Group	Intervention	Description
1	IL2	Interleukin-2 subcutaneous injection days 1-5, on weeks 1 through 3, in four week (28 days) cycles in combination with Zoledronic acid IV on day 1 of every 4 week (28 days) cycle.
1	Zoledronic acid	Interleukin-2 subcutaneous injection days 1-5, on weeks 1 through 3, in four week (28 days) cycles in combination with Zoledronic acid IV on day 1 of every 4 week (28 days) cycle.

Primary Outcome Measures

Name	Time	Method
Number of Subjects With Antitumor Response With Low-dose Interleukin-2 in Combination With Zoledronic Acid	CT scans obtained at baseline, then every 2 cycles	Anti-tumor response was measured per RECIST criteria (V1.0) and assessed by chest/abdomen/pelvis CT: Complete Response (CR), disappearance of all target lessions; Partial Response (PR), \>=30% decrease in the sum of the longest diameter (LD) of target lesions; Stable Response (SD), Neither sufficient shrinkage to qualify for PR nor sufficient increase to qualify for progressive disease, taking as reference the smallest sum LD since the treatment started.

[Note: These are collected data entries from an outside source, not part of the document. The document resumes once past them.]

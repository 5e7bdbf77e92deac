//! In-memory source and target drivers.
//!
//! Used by tests and dry runs. The target keeps committed and uncommitted
//! rows apart so commit cadence and rollback are observable, and can be told
//! to refuse rows carrying a given value the way a real constraint would.

use std::collections::{BTreeMap, HashMap, HashSet};
use std::sync::{Arc, Mutex, MutexGuard};

use async_trait::async_trait;
use futures::stream::{self, BoxStream, StreamExt};

use crate::core::{
    BatchExecutor, BatchOutcome, ConvertedRow, InsertPlan, RawRow, RowFailure, SourcePage,
    SourceReader, TargetWriter,
};
use crate::error::{Result, SyncError};

/// Source serving canned result sets keyed by query text.
#[derive(Debug, Clone, Default)]
pub struct MemorySource {
    results: HashMap<String, (Vec<String>, Vec<RawRow>)>,
}

impl MemorySource {
    pub fn new() -> Self {
        Self::default()
    }

    /// Register the result of `query`.
    pub fn with_result(mut self, query: &str, columns: &[&str], rows: Vec<RawRow>) -> Self {
        let columns = columns.iter().map(|c| c.to_string()).collect();
        self.results.insert(query.to_string(), (columns, rows));
        self
    }
}

#[async_trait]
impl SourceReader for MemorySource {
    fn read_pages<'a>(
        &'a self,
        query: &'a str,
        page_size: usize,
    ) -> BoxStream<'a, Result<SourcePage>> {
        let Some((columns, rows)) = self.results.get(query) else {
            let err = SyncError::sync("memory", format!("no result registered for query: {}", query));
            return stream::once(async move { Err(err) }).boxed();
        };
        let pages: Vec<Result<SourcePage>> = rows
            .chunks(page_size.max(1))
            .map(|chunk| Ok(SourcePage::new(columns.clone(), chunk.to_vec())))
            .collect();
        stream::iter(pages).boxed()
    }

    async fn ping(&self) -> Result<()> {
        Ok(())
    }

    fn db_type(&self) -> &str {
        "memory"
    }

    async fn close(&self) {}
}

/// Stored row: canonical text per column, NULL as `None`.
pub type StoredRow = Vec<Option<String>>;

#[derive(Debug, Default)]
struct MemoryTable {
    columns: Vec<String>,
    /// Committed rows by identity text.
    rows: BTreeMap<String, StoredRow>,
}

#[derive(Debug, Default)]
struct MemoryState {
    tables: HashMap<String, MemoryTable>,
    /// `(column, value) -> message`; matching rows are refused.
    refusals: Vec<(String, String, String)>,
    commits: usize,
    rollbacks: usize,
    sessions: usize,
}

/// Target holding tables in memory. Clones share state.
#[derive(Debug, Clone, Default)]
pub struct MemoryTarget {
    state: Arc<Mutex<MemoryState>>,
}

impl MemoryTarget {
    pub fn new() -> Self {
        Self::default()
    }

    fn lock(&self) -> MutexGuard<'_, MemoryState> {
        // a poisoned lock only means a test thread panicked mid-update
        self.state.lock().unwrap_or_else(|p| p.into_inner())
    }

    /// Create an empty table. `name` is matched against the plan's
    /// `schema.table` display name.
    pub fn create_table(&self, name: &str, columns: &[&str]) {
        let table = MemoryTable {
            columns: columns.iter().map(|c| c.to_string()).collect(),
            rows: BTreeMap::new(),
        };
        self.lock().tables.insert(name.to_string(), table);
    }

    /// Refuse any row whose `column` renders as `value`.
    pub fn refuse_value(&self, column: &str, value: &str, message: &str) {
        self.lock()
            .refusals
            .push((column.to_string(), value.to_string(), message.to_string()));
    }

    /// Committed rows of a table in identity order.
    pub fn rows(&self, table: &str) -> Vec<StoredRow> {
        self.lock()
            .tables
            .get(table)
            .map(|t| t.rows.values().cloned().collect())
            .unwrap_or_default()
    }

    pub fn row_count(&self, table: &str) -> usize {
        self.lock().tables.get(table).map_or(0, |t| t.rows.len())
    }

    pub fn commit_count(&self) -> usize {
        self.lock().commits
    }

    pub fn rollback_count(&self) -> usize {
        self.lock().rollbacks
    }

    pub fn session_count(&self) -> usize {
        self.lock().sessions
    }
}

#[async_trait]
impl TargetWriter for MemoryTarget {
    async fn open_session(&self) -> Result<Box<dyn BatchExecutor>> {
        self.lock().sessions += 1;
        Ok(Box::new(MemorySession {
            target: self.clone(),
            plan: None,
            pending: Vec::new(),
        }))
    }

    async fn ping(&self) -> Result<()> {
        Ok(())
    }

    fn db_type(&self) -> &str {
        "memory"
    }

    async fn close(&self) {}
}

/// Plan bound to a memory table: header position for each table column.
struct BoundPlan {
    table: String,
    identity_idx: usize,
    /// For each table column, the header index feeding it.
    sources: Vec<Option<usize>>,
    /// Header index per column name, upper-cased.
    by_name: HashMap<String, usize>,
}

struct MemorySession {
    target: MemoryTarget,
    plan: Option<BoundPlan>,
    /// Uncommitted inserts as `(identity, row)`.
    pending: Vec<(String, StoredRow)>,
}

#[async_trait]
impl BatchExecutor for MemorySession {
    async fn prepare(&mut self, plan: &InsertPlan) -> Result<()> {
        let table_name = plan.table.display_name();
        let state = self.target.lock();
        let table = state.tables.get(&table_name).ok_or_else(|| {
            SyncError::sync(&table_name, "relation does not exist in the target")
        })?;

        let by_name: HashMap<String, usize> = plan
            .columns
            .iter()
            .enumerate()
            .map(|(i, c)| (c.to_uppercase(), i))
            .collect();
        let known: HashSet<String> = table.columns.iter().map(|c| c.to_uppercase()).collect();
        if let Some(missing) = plan.columns.iter().find(|c| !known.contains(&c.to_uppercase())) {
            return Err(SyncError::sync(
                &table_name,
                format!("column '{}' does not exist in the target table", missing),
            ));
        }

        let sources = table
            .columns
            .iter()
            .map(|c| by_name.get(&c.to_uppercase()).copied())
            .collect();
        drop(state);

        self.plan = Some(BoundPlan {
            table: table_name,
            identity_idx: plan.identity_idx,
            sources,
            by_name,
        });
        Ok(())
    }

    async fn submit(&mut self, rows: &[ConvertedRow]) -> Result<BatchOutcome> {
        let plan = self
            .plan
            .as_ref()
            .ok_or_else(|| SyncError::sync("memory", "submit called before prepare"))?;
        let state = self.target.lock();
        let table = state
            .tables
            .get(&plan.table)
            .ok_or_else(|| SyncError::sync(&plan.table, "relation was dropped"))?;

        let mut outcome = BatchOutcome::default();
        for (offset, row) in rows.iter().enumerate() {
            let refused = state.refusals.iter().find(|(column, value, _)| {
                plan.by_name
                    .get(&column.to_uppercase())
                    .and_then(|&i| row.values.get(i))
                    .and_then(|v| v.to_text())
                    .is_some_and(|text| &text == value)
            });
            if let Some((_, _, message)) = refused {
                outcome.failures.push(RowFailure {
                    offset,
                    message: message.clone(),
                });
                continue;
            }

            let Some(identity) = row.values.get(plan.identity_idx).and_then(|v| v.to_text())
            else {
                outcome.failures.push(RowFailure {
                    offset,
                    message: "null value in identity column".to_string(),
                });
                continue;
            };

            let exists = table.rows.contains_key(&identity)
                || self.pending.iter().any(|(id, _)| id == &identity);
            if exists {
                continue;
            }

            let stored = plan
                .sources
                .iter()
                .map(|src| src.and_then(|i| row.values.get(i)).and_then(|v| v.to_text()))
                .collect();
            self.pending.push((identity, stored));
            outcome.inserted += 1;
        }
        Ok(outcome)
    }

    async fn commit(&mut self) -> Result<()> {
        let mut state = self.target.lock();
        state.commits += 1;
        if let Some(plan) = &self.plan {
            if let Some(table) = state.tables.get_mut(&plan.table) {
                for (identity, row) in self.pending.drain(..) {
                    table.rows.insert(identity, row);
                }
            }
        }
        self.pending.clear();
        Ok(())
    }

    async fn rollback(&mut self) -> Result<()> {
        self.target.lock().rollbacks += 1;
        self.pending.clear();
        Ok(())
    }
}

#[cfg(test)]
mod tests {
    use super::*;
    use crate::core::{RawValue, TargetTable, TypedValue};
    use futures::TryStreamExt;

    fn plan(columns: &[&str]) -> InsertPlan {
        InsertPlan {
            table: TargetTable::parse("public.t"),
            columns: columns.iter().map(|c| c.to_string()).collect(),
            identity_idx: 0,
        }
    }

    fn row(id: i64, name: &str) -> ConvertedRow {
        ConvertedRow::new(vec![TypedValue::Int(id), TypedValue::Text(name.to_string())])
    }

    #[tokio::test]
    async fn test_source_pages() {
        let rows = (0..5).map(|i| RawRow::new(vec![RawValue::Int(i)])).collect();
        let source = MemorySource::new().with_result("q", &["id"], rows);
        let pages: Vec<SourcePage> = source.read_pages("q", 2).try_collect().await.unwrap();
        assert_eq!(pages.iter().map(|p| p.len()).collect::<Vec<_>>(), vec![2, 2, 1]);
        assert_eq!(pages[0].columns, vec!["id".to_string()]);
    }

    #[tokio::test]
    async fn test_source_unknown_query_fails() {
        let source = MemorySource::new();
        let result: Result<Vec<SourcePage>> = source.read_pages("nope", 10).try_collect().await;
        assert!(result.is_err());
    }

    #[tokio::test]
    async fn test_insert_if_absent_and_commit() {
        let target = MemoryTarget::new();
        target.create_table("public.t", &["id", "name"]);
        let mut session = target.open_session().await.unwrap();
        session.prepare(&plan(&["ID", "NAME"])).await.unwrap();

        let outcome = session
            .submit(&[row(1, "a"), row(2, "b"), row(1, "dup")])
            .await
            .unwrap();
        assert_eq!(outcome.inserted, 2);
        assert!(outcome.failures.is_empty());
        assert_eq!(target.row_count("public.t"), 0);

        session.commit().await.unwrap();
        assert_eq!(target.row_count("public.t"), 2);
        assert_eq!(
            target.rows("public.t")[0],
            vec![Some("1".to_string()), Some("a".to_string())]
        );
    }

    #[tokio::test]
    async fn test_refusals_carry_offsets() {
        let target = MemoryTarget::new();
        target.create_table("public.t", &["id", "name"]);
        target.refuse_value("name", "bad", "value violates check constraint");
        let mut session = target.open_session().await.unwrap();
        session.prepare(&plan(&["id", "name"])).await.unwrap();

        let outcome = session
            .submit(&[row(1, "ok"), row(2, "bad"), row(3, "ok")])
            .await
            .unwrap();
        assert_eq!(outcome.inserted, 2);
        assert_eq!(outcome.failures.len(), 1);
        assert_eq!(outcome.failures[0].offset, 1);
    }

    #[tokio::test]
    async fn test_rollback_discards_pending() {
        let target = MemoryTarget::new();
        target.create_table("public.t", &["id", "name"]);
        let mut session = target.open_session().await.unwrap();
        session.prepare(&plan(&["id", "name"])).await.unwrap();
        session.submit(&[row(1, "a")]).await.unwrap();
        session.rollback().await.unwrap();
        session.commit().await.unwrap();
        assert_eq!(target.row_count("public.t"), 0);
        assert_eq!(target.rollback_count(), 1);
    }

    #[tokio::test]
    async fn test_prepare_unknown_column() {
        let target = MemoryTarget::new();
        target.create_table("public.t", &["id"]);
        let mut session = target.open_session().await.unwrap();
        let err = session.prepare(&plan(&["id", "extra"])).await.unwrap_err();
        assert!(err.to_string().contains("extra"));
    }
}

Secondary Outcome Measures

Name	Time	Method
Number of Participants With Overall Survival and Progression-free Survival at 24 Weeks	Time frame is from study entry until time to disease progression and time to death, up to 50 months	All 12 patients were followed for survival until death. 8 participants who received more than one cycle of treatment and who were considered evaluable for response were followed until time to progression. Disease progression was determined by CT scans of the chest/abdomen/pelvis obtained every 2 cycles and based on RECIST version 1.0. Progression is defined using RECIST (V1.0) at least a 20% increase in the sum of the longest diameter (LD)of target lesions, taking as reference the smallest sum LD recorded since the treatment started or the appearance of one or more new lesions
Number of Participants With Toxicities	Baseline to 30 days after last dose of study treatment	Patients were observed for toxicities. The National Cancer Institute Common Terminology Criteria Version 2.0 was used to categorize and report adverse events.
Number of Participants With Immunologic Responses	baseline to cycle 2 day 8	Blood was collected to analyze T-cell populations from all patients prior to treatment on day 1 of cycles 1 and 2, and days 4 and 8 of cycles 1 and 2. Changes in gamma delta T-cell population and CD3 T-cell populations were reported.